N. Sukumar, University of California, Davis
Gianmarco Manzini, Los Alamos National Laboratory

In this short course, we will present the foundations and applications of the Virtual Element Method (VEM) [1] in solid and fluid mechanics. The VEM is a stabilized Galerkin formulation that permits robust and accurate computations on arbitrary (convex and nonconvex) polygonal and polyhedral meshes. It provides a variational framework for mimetic finite differences and also generalizes hourglass finite elements to arbitrary polytopal meshes.  Over the past decade it has become the subject of substantial research and new formulations of the method have appeared to solve initial/boundary-value problems in solid and fluid continua.  The VEM afford significant flexibility in element geometries that are permissible: for example, nonconvex elements, elements with short edges in 2D and small faces in 3D, and hanging nodes in a mesh to name a few.  In addition, it provides new opportunities to enable accurate and robust computations for finite elements on poor-quality finite element meshes. This short course will be beneficial to graduate student researchers, scientists and academic faculty to gain expertise in this emerging method in computational mechanics. The course will contain 5 lectures and a hands-on two-hour tutorial session.  For the hands-on tutorial session, participants should bring a laptop with an installation of Matlab.  The course outline follows.
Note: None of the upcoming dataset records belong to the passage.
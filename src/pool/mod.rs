//! Worker pool: fixed set of workers, reservation guard, FIFO wait queue
//!
//! This module contains:
//! - `WorkerPool`, which owns the workers and arbitrates access to them
//! - `Reservation`, the guard that returns a worker to the pool
//! - `PoolEvent`, the lifecycle notifications published to subscribers

mod events;
mod reservation;
mod worker_pool;

pub use events::PoolEvent;
pub use reservation::Reservation;
pub use worker_pool::{PoolSettings, WorkerPool};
Topics Covered in Lectures

  1. Introduction to VEM: Introduction to polytopal computations and the conforming virtual element method, drawing on its connections to hourglass finite elements. Accurate and efficient Numerical integration of polynomials and nonpolynomial functions over polytopes. (Sukumar)
  2. First-order (k = 1) VEM for the Poisson problem in 2D and 3D: Connections of mimetic finite difference schemes to the VEM. Introduction to conforming virtual element spaces and the element formulation in 2D and 3D. Numerical implementation of the method and solution of a few benchmark problems will be presented. (Manzini)
  3. High-order (k > 1) VEM for the Poisson problem in 2D and 3D and Solution of Biharmonic Equation in 2D: Extension of the VEM to high-order C^0 formulations in 2D and 3D, and a C^1 VEM for the biharmonic equation in 2D. (Manzini)
  4. VEM in Solid Mechanics:  First-order conforming VEM for isotropic, linear elasticity in 2D and 3D.  Stabilization-free first-order and serendipity (k = 2,3) VEM for plane elasticity will be presented. (Sukumar)
  5. VEM in Fluid Mechanics: Formulation of VEM for the Stokes equation (exact discrete divergence-free element) in 2D and its extension for the time-independent Navier-Stokes equations in 2D. (Manzini)

Hands-on Tutorial

Matlab computer code to solve the 2D Poisson problem using low- and high-order VEM will be made available to participants.  Explanation of the code in light of the formulation will be presented, and verification tests of the method (accuracy and rates of convergence) will be assessed through the code. (Manzini and Sukumar)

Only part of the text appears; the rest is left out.